# Steam engine for my Shay



## Manfred (Dec 30, 2016)

Translation with Google!

Hello,

I would like to introduce you my own construction steam engine for my Shay 
(M = 1: 20,3) . Bore 10 mm, stroke 15 mm, round slide d = 4 mm.


















My Shay






Friendly greetings and a happy new year 2017

Manfred


----------



## Builder01 (Nov 3, 2017)

What gauge is that locomotive? Very nice!

David


----------



## Herbiev (Nov 3, 2017)

Great looking engine. Thanks for sharing.


----------



## mirek111 (Nov 5, 2017)

Beautiful work!


----------



## Manfred (Nov 6, 2017)

Hallo David

Spur G  (45mm) , M 1:20,3

friendly greetings from Germany

Manfred


----------



## Manfred (Nov 6, 2017)

Hello Herbie

I am glad that you like it.

friendly greetings from Germany

Manfred


----------



## Manfred (Nov 6, 2017)

Hallo Mirek

Es freut mich dass Dir meine Maschine gefällt.
Danke!

freundliche Grüße Manfred


----------



## darco2 (Nov 27, 2017)

Manfred 

sehr schön!!

Grüß aus Slovakei
Richard


----------



## mikelkie (Mar 6, 2018)

Sehr schones modell !!
Ist dieser motor umkehrbar?


----------



## Manfred (Mar 7, 2018)

Hallo mikelkie

Der Motor lässt sich mit einem separaten Regelventil umsteuern und die Drehzahl stufenlos regeln.
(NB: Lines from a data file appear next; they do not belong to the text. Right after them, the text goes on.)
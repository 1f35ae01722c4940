//! Benchmarks for the dashboard controller
//!
//! Run with: cargo bench

use biopharm::dashboard::{is_visible, DashboardController, SampleData, NAV_ITEMS};
use biopharm::session::{FileStore, MemoryStore, Role, SessionRecord, SessionStore};
use biopharm::view::RecordingView;
use criterion::{black_box, criterion_group, criterion_main, Criterion, Throughput};
use tempfile::tempdir;

fn bench_visibility(c: &mut Criterion) {
    let mut group = c.benchmark_group("visibility");
    group.throughput(Throughput::Elements(NAV_ITEMS.len() as u64));

    for role in [
        Role::Admin,
        Role::Staff,
        Role::Cashier,
        Role::Other("pharmacist".into()),
    ] {
        group.bench_function(format!("policy_{}", role), |b| {
            b.iter(|| {
                NAV_ITEMS
                    .iter()
                    .filter(|item| is_visible(black_box(&role), item.key))
                    .count()
            })
        });
    }

    group.finish();
}

fn bench_dashboard_load(c: &mut Criterion) {
    let mut group = c.benchmark_group("dashboard");

    group.bench_function("open_memory", |b| {
        let mut store = MemoryStore::new();
        store.set(&SessionRecord::new("staff", "sam")).unwrap();
        let mut controller = DashboardController::new(store, RecordingView::new());

        b.iter(|| black_box(controller.open_dashboard()))
    });

    group.bench_function("open_file", |b| {
        let dir = tempdir().unwrap();
        let mut store = FileStore::new(dir.path().join("session.json"));
        store.set(&SessionRecord::new("cashier", "carol")).unwrap();
        let mut controller = DashboardController::new(store, RecordingView::new());

        b.iter(|| black_box(controller.load_dashboard()))
    });

    group.bench_function("chart_specs", |b| {
        let sample = SampleData::DEFAULT;
        b.iter(|| {
            black_box(sample.sales_chart());
            black_box(sample.inventory_chart());
        })
    });

    group.finish();
}

criterion_group!(benches, bench_visibility, bench_dashboard_load);
criterion_main!(benches);
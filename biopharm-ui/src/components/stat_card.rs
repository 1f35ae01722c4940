//! Stat Card Component
//!
//! One headline number of the dashboard.

use leptos::*;

use biopharm::view::StatField;

use crate::state::SignalView;

#[component]
pub fn StatCard(field: StatField, accent: &'static str) -> impl IntoView {
    let view = use_context::<SignalView>().expect("SignalView not found");

    let value = move || {
        view.stats
            .with(|stats| stats.get(&field).cloned())
            .unwrap_or_else(|| "—".to_string())
    };

    view! {
        <div class="bg-white rounded-lg p-4 shadow border-l-4" style=format!("border-color: {}", accent)>
            <div class="text-xs uppercase font-semibold" style=format!("color: {}", accent)>
                {field.title()}
            </div>
            <div id=field.element_id() class="text-2xl font-bold text-gray-800 mt-1">
                {value}
            </div>
        </div>
    }
}
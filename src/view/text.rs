//! Plain-text rendering of a dashboard for terminals

use std::fmt::Write;

use super::binding::StatField;
use super::recording::RecordingView;
use crate::dashboard::charts::{ChartSlot, ChartSpec};
use crate::dashboard::nav::NavItem;

/// Width of the longest chart bar, in characters
const BAR_WIDTH: u64 = 32;

/// Render everything a [`RecordingView`] currently shows
pub fn render_dashboard(view: &RecordingView) -> String {
    let mut out = String::new();

    let _ = writeln!(out, "🏥 BioPharm");
    if let Some(welcome) = view.welcome_text() {
        let _ = writeln!(out, "Welcome, {}", welcome);
    }
    if let Some(role) = view.role_label() {
        let _ = writeln!(out, "Role: {}", role);
    }
    let _ = writeln!(out);

    render_sidebar(&mut out, view);

    let _ = writeln!(out);
    for field in StatField::ALL {
        let value = view.stat(field).unwrap_or("—");
        let _ = writeln!(out, "{:<12} {:>8}", field.title(), value);
    }

    for (slot, title) in [
        (ChartSlot::Sales, "Weekly Sales"),
        (ChartSlot::Inventory, "Inventory Health"),
    ] {
        if let Some(spec) = view.chart(slot) {
            let _ = writeln!(out);
            let _ = writeln!(out, "{}", title);
            out.push_str(&render_chart(spec));
        }
    }

    out
}

fn render_sidebar(out: &mut String, view: &RecordingView) {
    let style = view.sidebar();
    let _ = writeln!(
        out,
        "Sidebar ({}, content margin {})",
        if style.collapsed { "collapsed" } else { "expanded" },
        style.margin_left_css()
    );

    for key in view.visible_nav_keys() {
        let (icon, label) = NavItem::find(key)
            .map(|item| (item.icon, item.label))
            .unwrap_or(("•", key));

        if style.labels_visible {
            let _ = writeln!(out, "  {} {}", icon, label);
        } else {
            let _ = writeln!(out, "  {}", icon);
        }
    }
}

/// Horizontal bar rendering of every dataset in `spec`
pub fn render_chart(spec: &ChartSpec) -> String {
    let mut out = String::new();
    let max = spec.max_value().max(1);
    let label_width = spec.data.labels.iter().map(|l| l.len()).max().unwrap_or(0);

    for dataset in &spec.data.datasets {
        for (idx, value) in dataset.data.iter().enumerate() {
            let label = spec.data.labels.get(idx).map(String::as_str).unwrap_or("");
            let len = (u128::from(*value) * u128::from(BAR_WIDTH) / u128::from(max)) as usize;
            let _ = writeln!(
                out,
                "  {:<width$} {} {}",
                label,
                "█".repeat(len),
                value,
                width = label_width
            );
        }
    }

    out
}

#[cfg(test)]
mod tests {
    use super::*;
    use crate::dashboard::charts::SampleData;
    use crate::dashboard::layout::SidebarStyle;
    use crate::view::binding::ViewBinding;

    #[test]
    fn test_chart_bars_scale_to_max() {
        let text = render_chart(&SampleData::DEFAULT.sales_chart());
        let lines: Vec<_> = text.lines().collect();
        assert_eq!(lines.len(), 7);

        // Saturday holds the maximum and gets the full-width bar
        let sat = lines[5];
        assert!(sat.contains(&"█".repeat(BAR_WIDTH as usize)));
        assert!(sat.ends_with("220"));
    }

    #[test]
    fn test_chart_bars_with_huge_values() {
        let sample = SampleData {
            sales: [u64::MAX, 1, 0, 0, 0, 0, 0],
            inventory: [0, 0, 0],
        };
        let text = render_chart(&sample.sales_chart());
        let lines: Vec<_> = text.lines().collect();

        assert!(lines[0].contains(&"█".repeat(BAR_WIDTH as usize)));
        assert!(lines[0].ends_with(&u64::MAX.to_string()));
        assert!(!lines[1].contains('█'));
    }

    #[test]
    fn test_collapsed_sidebar_hides_labels() {
        let mut view = RecordingView::with_nav_keys(["pos"]);
        let text = render_dashboard(&view);
        assert!(text.contains("Point of Sale"));

        view.set_sidebar_collapsed(&SidebarStyle::COLLAPSED);
        let text = render_dashboard(&view);
        assert!(!text.contains("Point of Sale"));
        assert!(text.contains("content margin 80px"));
    }

    #[test]
    fn test_stats_placeholder_before_seeding() {
        let text = render_dashboard(&RecordingView::new());
        assert!(text.contains("Total Sales"));
        assert!(text.contains("—"));
    }
}
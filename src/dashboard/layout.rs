//! Collapsible sidebar layout

use serde::Serialize;

/// Main-area left margin with the sidebar expanded (px)
pub const EXPANDED_MARGIN_PX: u32 = 260;

/// Main-area left margin with the sidebar collapsed (px)
pub const COLLAPSED_MARGIN_PX: u32 = 80;

/// Gap between a nav icon and its label when labels are shown (px)
pub const ICON_GAP_PX: u32 = 12;

/// Style values applied to the sidebar and main area
#[derive(Debug, Clone, Copy, PartialEq, Eq, Serialize)]
pub struct SidebarStyle {
    pub collapsed: bool,
    pub main_margin_left_px: u32,
    pub labels_visible: bool,
    pub icon_margin_right_px: u32,
}

impl SidebarStyle {
    pub const EXPANDED: SidebarStyle = SidebarStyle {
        collapsed: false,
        main_margin_left_px: EXPANDED_MARGIN_PX,
        labels_visible: true,
        icon_margin_right_px: ICON_GAP_PX,
    };

    pub const COLLAPSED: SidebarStyle = SidebarStyle {
        collapsed: true,
        main_margin_left_px: COLLAPSED_MARGIN_PX,
        labels_visible: false,
        icon_margin_right_px: 0,
    };

    /// CSS `margin-left` for the main area
    pub fn margin_left_css(&self) -> String {
        format!("{}px", self.main_margin_left_px)
    }

    /// CSS `display` for nav labels
    pub fn label_display_css(&self) -> &'static str {
        if self.labels_visible {
            "inline"
        } else {
            "none"
        }
    }

    /// CSS `margin-right` for nav icons
    pub fn icon_margin_css(&self) -> String {
        if self.icon_margin_right_px == 0 {
            "0".to_string()
        } else {
            format!("{}px", self.icon_margin_right_px)
        }
    }
}

/// Collapsed/expanded state, held only for the lifetime of the page
#[derive(Debug, Clone, Copy, Default, PartialEq, Eq)]
pub struct SidebarLayout {
    collapsed: bool,
}

impl SidebarLayout {
    pub fn new(collapsed: bool) -> Self {
        Self { collapsed }
    }

    pub fn is_collapsed(&self) -> bool {
        self.collapsed
    }

    pub fn style(&self) -> SidebarStyle {
        if self.collapsed {
            SidebarStyle::COLLAPSED
        } else {
            SidebarStyle::EXPANDED
        }
    }

    /// Flip the state and return the style to apply
    pub fn toggle(&mut self) -> SidebarStyle {
        self.collapsed = !self.collapsed;
        self.style()
    }
}

#[cfg(test)]
mod tests {
    use super::*;

    #[test]
    fn test_starts_expanded() {
        let layout = SidebarLayout::default();
        assert!(!layout.is_collapsed());
        assert_eq!(layout.style().margin_left_css(), "260px");
        assert_eq!(layout.style().label_display_css(), "inline");
        assert_eq!(layout.style().icon_margin_css(), "12px");
    }

    #[test]
    fn test_collapse_values() {
        let mut layout = SidebarLayout::default();
        let style = layout.toggle();
        assert!(style.collapsed);
        assert_eq!(style.margin_left_css(), "80px");
        assert_eq!(style.label_display_css(), "none");
        assert_eq!(style.icon_margin_css(), "0");
    }

    #[test]
    fn test_toggle_twice_restores() {
        let mut layout = SidebarLayout::default();
        let original = layout.style();
        layout.toggle();
        let restored = layout.toggle();
        assert_eq!(restored, original);
        assert_eq!(restored.margin_left_css(), "260px");
        assert_eq!(restored.label_display_css(), "inline");
    }
}
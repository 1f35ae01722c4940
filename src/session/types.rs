//! Core session types
//!
//! - `Role`: the role a user picked on the login form
//! - `SessionRecord`: the two persisted session fields
//! - `SessionState`: logged in or logged out

use serde::{Deserialize, Serialize};

/// Storage key holding the raw role string
pub const ROLE_KEY: &str = "bio_user_role";

/// Storage key holding the display name
pub const USERNAME_KEY: &str = "bio_user_name";

/// Name shown on the dashboard when no name is stored
pub const DEFAULT_DISPLAY_USERNAME: &str = "User";

/// Role selected at login
///
/// Matching is exact and case-sensitive. The empty string is `Guest`;
/// any other unrecognized text is kept verbatim in `Other`.
#[derive(Debug, Clone, PartialEq, Eq, Hash, Default)]
pub enum Role {
    Admin,
    Staff,
    Cashier,
    #[default]
    Guest,
    /// Free text that names no known role
    Other(String),
}

impl Role {
    /// Derive a role from raw form or storage text
    pub fn parse(raw: &str) -> Self {
        match raw {
            "admin" => Role::Admin,
            "staff" => Role::Staff,
            "cashier" => Role::Cashier,
            "guest" | "" => Role::Guest,
            other => Role::Other(other.to_string()),
        }
    }

    /// Text written to storage and shown in labels
    pub fn as_str(&self) -> &str {
        match self {
            Role::Admin => "admin",
            Role::Staff => "staff",
            Role::Cashier => "cashier",
            Role::Guest => "guest",
            Role::Other(raw) => raw,
        }
    }

    /// Roles with a dedicated entry on the login form
    pub fn known() -> [Role; 3] {
        [Role::Admin, Role::Staff, Role::Cashier]
    }
}

impl std::fmt::Display for Role {
    fn fmt(&self, f: &mut std::fmt::Formatter<'_>) -> std::fmt::Result {
        f.write_str(self.as_str())
    }
}

impl From<&str> for Role {
    fn from(raw: &str) -> Self {
        Role::parse(raw)
    }
}

impl Serialize for Role {
    fn serialize<S: serde::Serializer>(&self, serializer: S) -> Result<S::Ok, S::Error> {
        serializer.serialize_str(self.as_str())
    }
}

impl<'de> Deserialize<'de> for Role {
    fn deserialize<D: serde::Deserializer<'de>>(deserializer: D) -> Result<Self, D::Error> {
        let raw = String::deserialize(deserializer)?;
        Ok(Role::parse(&raw))
    }
}

/// The persisted session
#[derive(Debug, Clone, PartialEq, Eq, Serialize, Deserialize)]
pub struct SessionRecord {
    pub role: Role,
    pub username: String,
}

impl SessionRecord {
    pub fn new(role: impl Into<Role>, username: impl Into<String>) -> Self {
        Self {
            role: role.into(),
            username: username.into(),
        }
    }

    /// Record substituted when nothing is stored
    pub fn anonymous() -> Self {
        Self {
            role: Role::Guest,
            username: DEFAULT_DISPLAY_USERNAME.to_string(),
        }
    }

    /// Welcome banner text, e.g. `"alice (staff)"`
    pub fn welcome_text(&self) -> String {
        format!("{} ({})", self.username, self.role)
    }
}

/// Whether anyone is logged in
#[derive(Debug, Clone, PartialEq, Eq)]
pub enum SessionState {
    LoggedOut,
    LoggedIn { role: Role, username: String },
}

impl SessionState {
    pub fn is_logged_in(&self) -> bool {
        matches!(self, SessionState::LoggedIn { .. })
    }
}

impl From<Option<SessionRecord>> for SessionState {
    fn from(record: Option<SessionRecord>) -> Self {
        match record {
            Some(SessionRecord { role, username }) => SessionState::LoggedIn { role, username },
            None => SessionState::LoggedOut,
        }
    }
}

impl std::fmt::Display for SessionState {
    fn fmt(&self, f: &mut std::fmt::Formatter<'_>) -> std::fmt::Result {
        match self {
            SessionState::LoggedOut => write!(f, "logged out"),
            SessionState::LoggedIn { role, username } => {
                write!(f, "logged in as {} ({})", username, role)
            }
        }
    }
}
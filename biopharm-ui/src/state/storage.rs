//! localStorage Session Store
//!
//! The browser keeps the session under the same two keys every other
//! front-end uses, so a login survives page reloads until logout.

use biopharm::session::{KeyValueStore, SessionError, SessionResult};
use wasm_bindgen::JsValue;
use web_sys::Storage;

/// Session store over `window.localStorage`
#[derive(Debug, Clone, Copy, Default)]
pub struct LocalStorage;

impl LocalStorage {
    fn storage(&self) -> SessionResult<Storage> {
        let window = web_sys::window()
            .ok_or_else(|| SessionError::Unavailable("no window".to_string()))?;
        window
            .local_storage()
            .map_err(js_error)?
            .ok_or_else(|| SessionError::Unavailable("localStorage disabled".to_string()))
    }
}

fn js_error(value: JsValue) -> SessionError {
    SessionError::Unavailable(
        value
            .as_string()
            .unwrap_or_else(|| format!("{:?}", value)),
    )
}

impl KeyValueStore for LocalStorage {
    fn get_item(&self, key: &str) -> SessionResult<Option<String>> {
        self.storage()?.get_item(key).map_err(js_error)
    }

    fn set_item(&mut self, key: &str, value: &str) -> SessionResult<()> {
        self.storage()?.set_item(key, value).map_err(js_error)
    }

    fn remove_item(&mut self, key: &str) -> SessionResult<()> {
        self.storage()?.remove_item(key).map_err(js_error)
    }
}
freundliche Grüße aus Bayern

Manfred


----------



## mikelkie (Mar 8, 2018)

Danke fur das teilen....sehr gut.
Grusse 
Mikelkie RSA


----------



## mikelkie (Mar 13, 2018)

Vielen dank, gute infomation
Grus aus Sudafrika


----------



## compressor man (Apr 9, 2018)

I love shays, your soldering skills on that engine are absolutely fantastic! Nice job!!

Chris


----------